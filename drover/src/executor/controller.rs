use super::error::{ExecutionError, Result};
use super::execution::{ExecutionOutcome, ExecutorFactory, TaskExecutor};
use crate::storage::LeasedItem;
use std::sync::Arc;
use tokio::sync::Semaphore;
use tokio::task::JoinHandle;
use tokio_util::sync::CancellationToken;
use tokio_util::task::TaskTracker;
use tracing::{debug, error, info_span, Instrument};

/// Bounds how many executions run at once.
///
/// [`start`](Self::start) waits for a free slot, so callers are admitted in
/// the order they ask. Every execution is tracked; [`await_completion`]
/// waits for all of them and closes the controller to new work.
///
/// [`await_completion`]: Self::await_completion
pub struct ExecutionController<F: ExecutorFactory> {
    factory: F,
    permits: Arc<Semaphore>,
    tracker: TaskTracker,
    shutdown: CancellationToken,
}

impl<F: ExecutorFactory> ExecutionController<F> {
    pub fn new(factory: F, max_concurrent: usize, shutdown: CancellationToken) -> Self {
        Self {
            factory,
            permits: Arc::new(Semaphore::new(max_concurrent.max(1))),
            tracker: TaskTracker::new(),
            shutdown,
        }
    }

    /// Starts executing `item` once a slot is free.
    ///
    /// Returns after the execution has been spawned, not after it finishes.
    /// Executor errors are logged here and also reach the returned handle.
    pub async fn start(
        &self,
        item: F::Item,
    ) -> Result<JoinHandle<Result<ExecutionOutcome>>> {
        let permit = Arc::clone(&self.permits)
            .acquire_owned()
            .await
            .map_err(|_| ExecutionError::ControllerClosed)?;

        let msg_id = item.msg_id();
        let read_count = item.read_count();
        let executor = self.factory.create(item, self.shutdown.clone());
        let span = info_span!("execution", msg_id, read_count);

        let handle = self.tracker.spawn(
            async move {
                let _permit = permit;
                let result = executor.execute().await;
                match &result {
                    Ok(outcome) => debug!(outcome = outcome.as_str(), "execution finished"),
                    Err(e) => error!(error = %e, "execution failed to settle"),
                }
                result
            }
            .instrument(span),
        );
        Ok(handle)
    }

    /// Number of executions currently holding a slot.
    pub fn in_flight(&self) -> usize {
        self.tracker.len()
    }

    /// Stops admitting work and waits for every started execution.
    pub async fn await_completion(&self) {
        self.permits.close();
        self.tracker.close();
        self.tracker.wait().await;
    }
}

#[cfg(test)]
mod tests {
    use super::*;
    use crate::storage::MessageRecord;
    use async_trait::async_trait;
    use chrono::Utc;
    use serde_json::json;
    use std::sync::atomic::{AtomicUsize, Ordering};
    use std::sync::Mutex;
    use std::time::Duration;

    #[derive(Clone, Default)]
    struct Probe {
        running: Arc<AtomicUsize>,
        peak: Arc<AtomicUsize>,
        order: Arc<Mutex<Vec<i64>>>,
    }

    struct SleepExecutor {
        msg_id: i64,
        probe: Probe,
    }

    #[async_trait]
    impl TaskExecutor for SleepExecutor {
        async fn execute(self) -> Result<ExecutionOutcome> {
            self.probe.order.lock().unwrap().push(self.msg_id);
            let now = self.probe.running.fetch_add(1, Ordering::SeqCst) + 1;
            self.probe.peak.fetch_max(now, Ordering::SeqCst);
            tokio::time::sleep(Duration::from_millis(100)).await;
            self.probe.running.fetch_sub(1, Ordering::SeqCst);
            Ok(ExecutionOutcome::Completed)
        }
    }

    struct SleepFactory(Probe);

    impl ExecutorFactory for SleepFactory {
        type Item = MessageRecord;
        type Executor = SleepExecutor;

        fn create(&self, item: MessageRecord, _shutdown: CancellationToken) -> SleepExecutor {
            SleepExecutor {
                msg_id: item.msg_id,
                probe: self.0.clone(),
            }
        }
    }

    fn record(msg_id: i64) -> MessageRecord {
        MessageRecord {
            msg_id,
            read_ct: 1,
            enqueued_at: Utc::now(),
            vt: Utc::now(),
            message: json!(null),
        }
    }

    #[tokio::test(start_paused = true)]
    async fn test_concurrency_is_bounded_and_fifo() {
        let probe = Probe::default();
        let controller = ExecutionController::new(SleepFactory(probe.clone()), 2, CancellationToken::new());

        for id in 1..=5 {
            controller.start(record(id)).await.unwrap();
        }
        controller.await_completion().await;

        assert_eq!(probe.peak.load(Ordering::SeqCst), 2);
        assert_eq!(*probe.order.lock().unwrap(), vec![1, 2, 3, 4, 5]);
        assert_eq!(controller.in_flight(), 0);
    }

    #[tokio::test(start_paused = true)]
    async fn test_closed_controller_rejects_work() {
        let controller = ExecutionController::new(SleepFactory(Probe::default()), 1, CancellationToken::new());
        controller.await_completion().await;
        assert!(matches!(
            controller.start(record(1)).await,
            Err(ExecutionError::ControllerClosed)
        ));
    }

    #[tokio::test(start_paused = true)]
    async fn test_handle_carries_outcome() {
        let controller = ExecutionController::new(SleepFactory(Probe::default()), 1, CancellationToken::new());
        let handle = controller.start(record(7)).await.unwrap();
        assert_eq!(handle.await.unwrap().unwrap(), ExecutionOutcome::Completed);
    }
}
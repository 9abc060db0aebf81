//! Queue worker demonstration
//!
//! A worker serving an `emails` queue with exponential retries. A few
//! messages fail twice before going through; the one addressed to
//! `bounce@example.com` always fails and is archived once its retries run
//! out. Ctrl-C stops the worker: in-flight handlers are abandoned and their
//! messages redelivered after the visibility timeout.
//!
//! Run with `cargo run --example queue_worker`.

use drover::prelude::*;
use drover::storage::StoreOp;
use serde_json::json;
use std::collections::HashMap;
use std::sync::Mutex;
use std::time::Duration;
use tracing::{info, warn};
use tracing_subscriber::EnvFilter;

#[derive(Debug, Deserialize)]
struct Email {
    to: String,
    subject: String,
    #[serde(default)]
    flaky: bool,
}

#[tokio::main]
async fn main() -> Result<(), Box<dyn std::error::Error>> {
    tracing_subscriber::fmt()
        .with_env_filter(
            EnvFilter::try_from_default_env().unwrap_or_else(|_| EnvFilter::new("info")),
        )
        .init();

    let store = Arc::new(InMemoryStore::new());
    for i in 0..9 {
        store.send(
            "emails",
            json!({
                "to": format!("user{i}@example.com"),
                "subject": format!("Issue #{i}"),
                "flaky": i % 3 == 0,
            }),
        );
    }
    store.send(
        "emails",
        json!({"to": "bounce@example.com", "subject": "Never arrives"}),
    );

    let failures: Arc<Mutex<HashMap<String, u32>>> = Arc::default();
    let config = QueueWorkerConfig::default()
        .with_worker(
            WorkerConfig::default()
                .with_queue_name("emails")
                .with_max_concurrent(3)
                .with_max_poll_seconds(1),
        )
        .with_retry(RetryConfig::exponential(3, 1, 4))
        .with_archive_batch_size(5);

    let worker = create_queue_worker(
        move |email: Email, ctx: MessageContext| {
            let failures = failures.clone();
            async move {
                let failed = {
                    let mut seen = failures.lock().expect("failure map poisoned");
                    let count = seen.entry(email.to.clone()).or_insert(0);
                    let fail = email.to.starts_with("bounce") || (email.flaky && *count < 2);
                    if fail {
                        *count += 1;
                    }
                    fail
                };
                if failed {
                    warn!(to = %email.to, read_count = ctx.read_count, "delivery failed");
                    return Err::<(), BoxError>(format!("could not deliver to {}", email.to).into());
                }
                tokio::time::sleep(Duration::from_millis(200)).await;
                info!(to = %email.to, subject = %email.subject, "delivered");
                Ok(())
            }
        },
        config,
        store.clone(),
    )?;

    worker.start().await?;

    tokio::select! {
        _ = tokio::signal::ctrl_c() => info!("interrupted"),
        _ = async {
            while store.queue_len("emails") > 0 {
                tokio::time::sleep(Duration::from_millis(250)).await;
            }
        } => info!("queue drained"),
    }

    worker.stop().await?;
    info!(
        archived = store.archived_ids("emails").len(),
        batches = store.call_count(StoreOp::ArchiveBatch),
        retries = store.call_count(StoreOp::SetVisibility),
        "done"
    );
    Ok(())
}
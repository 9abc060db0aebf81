//! Queue worker behavior against the in-memory store
//!
//! These tests verify that:
//! 1. Successful messages are archived in batches
//! 2. A failing message is tried `limit + 1` times, then archived
//! 3. Stopping mid-handler reports nothing and leaves the lease alone
//! 4. A deprecated worker drains and stops on its own
//! 5. A failing store is polled at the poll interval, not in a tight loop

use drover::prelude::*;
use drover::storage::StoreOp;
use serde_json::{json, Value};
use std::sync::atomic::{AtomicUsize, Ordering};
use std::time::Duration;

fn config() -> QueueWorkerConfig {
    QueueWorkerConfig::default().with_worker(
        WorkerConfig::default()
            .with_queue_name("emails")
            .with_max_poll_seconds(1)
            .with_poll_interval(Duration::from_millis(100)),
    )
}

async fn wait_until(mut done: impl FnMut() -> bool) {
    tokio::time::timeout(Duration::from_secs(120), async {
        while !done() {
            tokio::time::sleep(Duration::from_millis(50)).await;
        }
    })
    .await
    .expect("condition not reached in time");
}

#[tokio::test(start_paused = true)]
async fn test_successful_messages_are_archived_in_batches() {
    let store = Arc::new(InMemoryStore::new());
    for i in 0..5 {
        store.send("emails", json!({"n": i}));
    }

    let handled = Arc::new(AtomicUsize::new(0));
    let counter = handled.clone();
    let worker = create_queue_worker(
        move |_: Value, _ctx: MessageContext| {
            let counter = counter.clone();
            async move {
                counter.fetch_add(1, Ordering::SeqCst);
                Ok::<_, BoxError>(())
            }
        },
        config().with_archive_batch_size(100),
        store.clone(),
    )
    .unwrap();

    worker.start().await.unwrap();
    wait_until(|| handled.load(Ordering::SeqCst) == 5).await;
    wait_until(|| store.archived_ids("emails").len() == 5).await;

    // One timed batch, not one archive per message.
    assert_eq!(store.call_count(StoreOp::ArchiveBatch), 1);
    assert_eq!(store.call_count(StoreOp::Archive), 0);
    worker.stop().await.unwrap();
}

#[tokio::test(start_paused = true)]
async fn test_failing_message_is_retried_then_archived() {
    let store = Arc::new(InMemoryStore::new());
    let msg_id = store.send("emails", json!({"to": "nobody"}));

    let attempts = Arc::new(AtomicUsize::new(0));
    let counter = attempts.clone();
    let worker = create_queue_worker(
        move |_: Value, ctx: MessageContext| {
            let counter = counter.clone();
            async move {
                let seen = counter.fetch_add(1, Ordering::SeqCst) + 1;
                assert_eq!(ctx.read_count as usize, seen);
                Err::<(), _>("smtp unavailable")
            }
        },
        config().with_retry(RetryConfig::fixed(5, 1)),
        store.clone(),
    )
    .unwrap();

    worker.start().await.unwrap();
    wait_until(|| store.archived_ids("emails") == vec![msg_id]).await;

    assert_eq!(attempts.load(Ordering::SeqCst), 6);
    assert_eq!(store.call_count(StoreOp::SetVisibility), 5);
    assert_eq!(store.call_count(StoreOp::Archive), 1);
    assert_eq!(store.archived("emails")[0].read_ct, 6);
    worker.stop().await.unwrap();
}

#[tokio::test(start_paused = true)]
async fn test_stop_during_handler_leaves_message_leased() {
    let store = Arc::new(InMemoryStore::new());
    let msg_id = store.send("emails", json!({}));

    let started = Arc::new(AtomicUsize::new(0));
    let flag = started.clone();
    let worker = create_queue_worker(
        move |_: Value, _ctx: MessageContext| {
            let flag = flag.clone();
            async move {
                flag.fetch_add(1, Ordering::SeqCst);
                tokio::time::sleep(Duration::from_secs(3600)).await;
                Ok::<_, BoxError>(())
            }
        },
        config(),
        store.clone(),
    )
    .unwrap();

    worker.start().await.unwrap();
    wait_until(|| started.load(Ordering::SeqCst) == 1).await;
    worker.stop().await.unwrap();

    assert_eq!(worker.state(), WorkerState::Stopped);
    assert_eq!(store.call_count(StoreOp::SetVisibility), 0);
    assert_eq!(store.call_count(StoreOp::Archive), 0);
    assert_eq!(store.call_count(StoreOp::ArchiveBatch), 0);
    let message = store.message("emails", msg_id).expect("message still queued");
    assert_eq!(message.read_ct, 1);
}

#[tokio::test(start_paused = true)]
async fn test_deprecated_worker_stops_itself() {
    let store = Arc::new(InMemoryStore::new());
    let worker = create_queue_worker(
        |_: Value, _ctx: MessageContext| async { Ok::<_, BoxError>(()) },
        config().with_worker(
            WorkerConfig::default()
                .with_queue_name("emails")
                .with_max_poll_seconds(1)
                .with_heartbeat_interval(Duration::from_secs(2))
                .with_close_store_on_stop(true),
        ),
        store.clone(),
    )
    .unwrap();

    worker.start().await.unwrap();
    let worker_id = worker.worker_id().unwrap();
    store.deprecate_workers("emails");

    tokio::time::timeout(Duration::from_secs(30), worker.stopped())
        .await
        .expect("worker did not stop");
    assert_eq!(worker.state(), WorkerState::Stopped);
    assert!(store.worker(worker_id).unwrap().stopped_at.is_some());
    assert_eq!(store.call_count(StoreOp::Close), 1);

    // Stopping again is a no-op.
    worker.stop().await.unwrap();
    assert_eq!(store.call_count(StoreOp::MarkWorkerStopped), 1);
}

#[tokio::test(start_paused = true)]
async fn test_failing_store_is_polled_at_poll_interval() {
    let store = Arc::new(InMemoryStore::new());
    store.fail_on(StoreOp::ReadWithPoll);
    let worker = create_queue_worker(
        |_: Value, _ctx: MessageContext| async { Ok::<_, BoxError>(()) },
        config(),
        store.clone(),
    )
    .unwrap();

    worker.start().await.unwrap();
    tokio::time::sleep(Duration::from_secs(1)).await;
    worker.stop().await.unwrap();

    // 100ms poll interval: about ten attempts in a second.
    let polls = store.call_count(StoreOp::ReadWithPoll);
    assert!((5..=12).contains(&polls), "polled {polls} times");
    assert!(!store.is_closed());
}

--- Aim of the task ---
Take every line from the data above that holds "Semaphore" and copy it out.

--- Task output ---
use tokio::sync::Semaphore;
    permits: Arc<Semaphore>,
            permits: Arc::new(Semaphore::new(max_concurrent.max(1))),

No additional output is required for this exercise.